Les mains dans les manches, le front
incliné, il essayait de se montrer à la fois pieux et habile. Il n’avait pas été
tondu récemment, et son crâne, au-dessus de la couronne de cheveux, se couvrait
d’une rase fourrure beige. Son froc blanc était marbré de taches de vin mal
effacées au lavage.

D’Artois resta silencieux un
instant, se frottant la joue parce que la tonsure du chapelain le faisait
songer à sa barbe qui commençait à pousser.

— Et sur le point que vous
m’avez dit, reprit-il, qu’a-t-elle trouvé ici pour satisfaire… sa faiblesse,
puisque c’est ainsi que vous nommez cette sorte de vigueur ?

— À ma connaissance, rien,
Monseigneur.

— Bersumée ? Il ne lui
fait jamais de visite un peu longue.

— Jamais, Monseigneur ; je
puis en répondre, s’écria le chapelain.

— Et… avec vous ?

— Oh ! Monseigneur !

— Allons, allons ! dit
l’Artois.

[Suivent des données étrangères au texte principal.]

use axum::{
    extract::{multipart::Multipart, DefaultBodyLimit, Extension},
    response::Json,
    routing::post,
    Router,
};
use serde_json::{json, Value};
use std::sync::Arc;

use crate::error::ApiError;
use crate::middleware::auth::{auth_middleware, AuthUser};
use crate::models::timesheet::Timesheet;
use crate::AppState;

pub fn upload_routes() -> Router {
    Router::new()
        .route("/upload", post(upload_file))
        .layer(DefaultBodyLimit::max(10 * 1024 * 1024)) // 10MB is plenty for a CSV
        .layer(axum::middleware::from_fn(auth_middleware))
}

/// Accept a multipart CSV upload and replace the timesheet dataset with its
/// contents. The file is parsed straight from the request body; nothing is
/// written to disk.
async fn upload_file(
    Extension(state): Extension<Arc<AppState>>,
    Extension(user): Extension<AuthUser>,
    mut multipart: Multipart,
) -> Result<Json<Value>, ApiError> {
    let mut file_data: Option<Vec<u8>> = None;

    while let Some(field) = multipart
        .next_field()
        .await
        .map_err(|e| ApiError::Validation(format!("Invalid multipart body: {e}")))?
    {
        if field.name() != Some("file") {
            continue;
        }
        if field.file_name().map_or(true, |name| name.is_empty()) {
            return Err(ApiError::Validation("No selected file".to_string()));
        }
        let data = field
            .bytes()
            .await
            .map_err(|e| ApiError::Validation(format!("Failed to read file: {e}")))?;
        file_data = Some(data.to_vec());
        break;
    }

    let data = file_data.ok_or_else(|| ApiError::Validation("No file part".to_string()))?;

    let timesheet = Timesheet::from_csv(&data)?;
    state.timesheets.replace_all(&timesheet).await?;

    tracing::info!(
        username = %user.username,
        rows = timesheet.rows.len(),
        columns = timesheet.columns.len(),
        "timesheet uploaded"
    );

    Ok(Json(json!({
        "message": "File uploaded and processed successfully."
    })))
}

Cela s’est déjà vu, et l’on connaît plus d’un de vos pareils qui, son
froc ôté, se sent homme autant qu’un autre. Pour ma part je n’y vois pas
offense, et même, pour vous dire franc, j’y verrais plutôt matière à louange…
Et avec sa cousine ? Les deux dames ne se consolent point un peu entre elles ?

— Monseigneur ! dit le
chapelain, affectant de plus en plus un pieux effarouchement. C’est un secret
de confession que vous me demandez là !

D’Artois lui adressa une bourrade
amicale.

— Allons, allons, messire
chapelain, ne plaisantez point. Si l’on vous a mis desservant de prison, ce
n’est pas pour garder les secrets, c’est pour les répéter… à qui de droit.

— Ni Madame Marguerite, ni
Madame Blanche, ne se sont jamais accusées à moi d’être coupables de rien de
semblable, sinon en rêve, dit le chapelain en baissant les yeux.

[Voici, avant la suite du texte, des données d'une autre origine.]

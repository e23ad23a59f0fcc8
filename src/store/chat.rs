use chrono::Utc;
use sqlx::PgPool;
use uuid::Uuid;

use crate::error::ApiError;
use crate::models::chat::{ChatMessage, ChatSession, Sender, SessionSummary};

/// Per-user chat history. Every accessor is scoped by `(chat_id, username)`;
/// a session belonging to someone else looks exactly like a missing one.
#[derive(Clone)]
pub struct ChatStore {
    pool: PgPool,
}

impl ChatStore {
    pub fn new(pool: PgPool) -> Self {
        ChatStore { pool }
    }

    /// Create an empty session. The name defaults to a timestamped label
    /// when the caller omits one.
    pub async fn create_session(
        &self,
        username: &str,
        session_name: Option<String>,
    ) -> Result<ChatSession, ApiError> {
        let chat_id = Uuid::new_v4().to_string();
        let session_name = session_name
            .filter(|n| !n.trim().is_empty())
            .unwrap_or_else(|| format!("Chat {}", Utc::now().format("%Y-%m-%d %H:%M")));

        let session = sqlx::query_as::<_, ChatSession>(
            "INSERT INTO chat_sessions (chat_id, username, session_name)
             VALUES ($1, $2, $3)
             RETURNING chat_id, username, session_name, created_at, updated_at",
        )
        .bind(&chat_id)
        .bind(username)
        .bind(&session_name)
        .fetch_one(&self.pool)
        .await?;

        Ok(session)
    }

    /// Append one message and advance the session's `updated_at` in a single
    /// statement, so concurrent appends to the same chat cannot lose an
    /// update and a vanished session shows up as zero rows.
    pub async fn append_message(
        &self,
        chat_id: &str,
        username: &str,
        sender: Sender,
        body: &str,
    ) -> Result<String, ApiError> {
        let message_id = Uuid::new_v4().to_string();

        let result = sqlx::query(
            "WITH bumped AS (
                 UPDATE chat_sessions SET updated_at = NOW()
                 WHERE chat_id = $1 AND username = $2
                 RETURNING chat_id
             )
             INSERT INTO chat_messages (message_id, chat_id, sender, body)
             SELECT $3, chat_id, $4, $5 FROM bumped",
        )
        .bind(chat_id)
        .bind(username)
        .bind(&message_id)
        .bind(sender.as_str())
        .bind(body)
        .execute(&self.pool)
        .await?;

        if result.rows_affected() == 0 {
            return Err(ApiError::NotFound("Chat session not found"));
        }
        Ok(message_id)
    }

    /// Session summaries for one user, most recently touched first.
    pub async fn list_sessions(&self, username: &str) -> Result<Vec<SessionSummary>, ApiError> {
        let sessions = sqlx::query_as::<_, SessionSummary>(
            "SELECT s.chat_id, s.session_name, s.created_at, s.updated_at,
                    COUNT(m.id) AS message_count
             FROM chat_sessions s
             LEFT JOIN chat_messages m ON m.chat_id = s.chat_id
             WHERE s.username = $1
             GROUP BY s.chat_id, s.session_name, s.created_at, s.updated_at
             ORDER BY s.updated_at DESC",
        )
        .bind(username)
        .fetch_all(&self.pool)
        .await?;

        Ok(sessions)
    }

    /// Owner-scoped lookup used before anything touches a session's
    /// messages.
    pub async fn find_session(
        &self,
        chat_id: &str,
        username: &str,
    ) -> Result<Option<ChatSession>, ApiError> {
        let session = sqlx::query_as::<_, ChatSession>(
            "SELECT chat_id, username, session_name, created_at, updated_at
             FROM chat_sessions WHERE chat_id = $1 AND username = $2",
        )
        .bind(chat_id)
        .bind(username)
        .fetch_optional(&self.pool)
        .await?;

        Ok(session)
    }

    /// All messages for an owned session in append order. Not-found covers
    /// both an unknown chat_id and someone else's.
    pub async fn get_messages(
        &self,
        chat_id: &str,
        username: &str,
    ) -> Result<Vec<ChatMessage>, ApiError> {
        if self.find_session(chat_id, username).await?.is_none() {
            return Err(ApiError::NotFound("Chat session not found"));
        }

        let messages = sqlx::query_as::<_, ChatMessage>(
            "SELECT message_id, sender, body, created_at
             FROM chat_messages WHERE chat_id = $1
             ORDER BY id",
        )
        .bind(chat_id)
        .fetch_all(&self.pool)
        .await?;

        Ok(messages)
    }

    /// Delete an owned session; messages go with it via the cascade.
    pub async fn delete_session(&self, chat_id: &str, username: &str) -> Result<(), ApiError> {
        let result = sqlx::query("DELETE FROM chat_sessions WHERE chat_id = $1 AND username = $2")
            .bind(chat_id)
            .bind(username)
            .execute(&self.pool)
            .await?;

        if result.rows_affected() == 0 {
            return Err(ApiError::NotFound("Chat session not found"));
        }
        Ok(())
    }
}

— Ce qui ne prouve pas qu’elles
sont innocentes, mais qu’elles sont prudentes. Savez-vous écrire ?

— Certes, Monseigneur.

— Ah bah ! fit d’Artois
d’un air étonné. Tous les moines ne sont donc pas d’aussi fieffés ignorants
qu’on le dit !… Alors, mon petit frère, vous allez prendre du parchemin,
des plumes, et tous les ingrédients qu’il faut pour gratter une lettre, et vous
tenir au bas de la tour des princesses, prêt à grimper dès que je vous
appellerai.

Le chapelain s’inclina. Il avait
quelque chose à ajouter, mais d’Artois, s’enveloppant de son grand manteau
d’écarlate, sortait. Le chapelain courut derrière lui.

— Monseigneur, Monseigneur,
dit-il d’une voix pleine d’onction, auriez-vous la grande bonté, si ce n’est
point vous offenser que de vous faire pareille requête, auriez-vous l’immense
bonté…

— Quoi donc ? Quelle
bonté ?

— Eh bien, Monseigneur, de dire
à frère Renaud, le grand inquisiteur, s’il vous arrive de le voir, que je suis
toujours son bien obéissant fils, et aussi qu’il ne m’oublie pas trop longtemps
dans ce château fort, où je sers de mon mieux puisque Dieu m’y a mis ;
mais j’ai quelques mérites, Monseigneur, ainsi que vous l’avez pu voir, et je
souhaiterais qu’on leur donnât un autre emploi.

— J’y penserai, je lui dirai,
répondit d’Artois qui savait déjà qu’il n’en ferait rien.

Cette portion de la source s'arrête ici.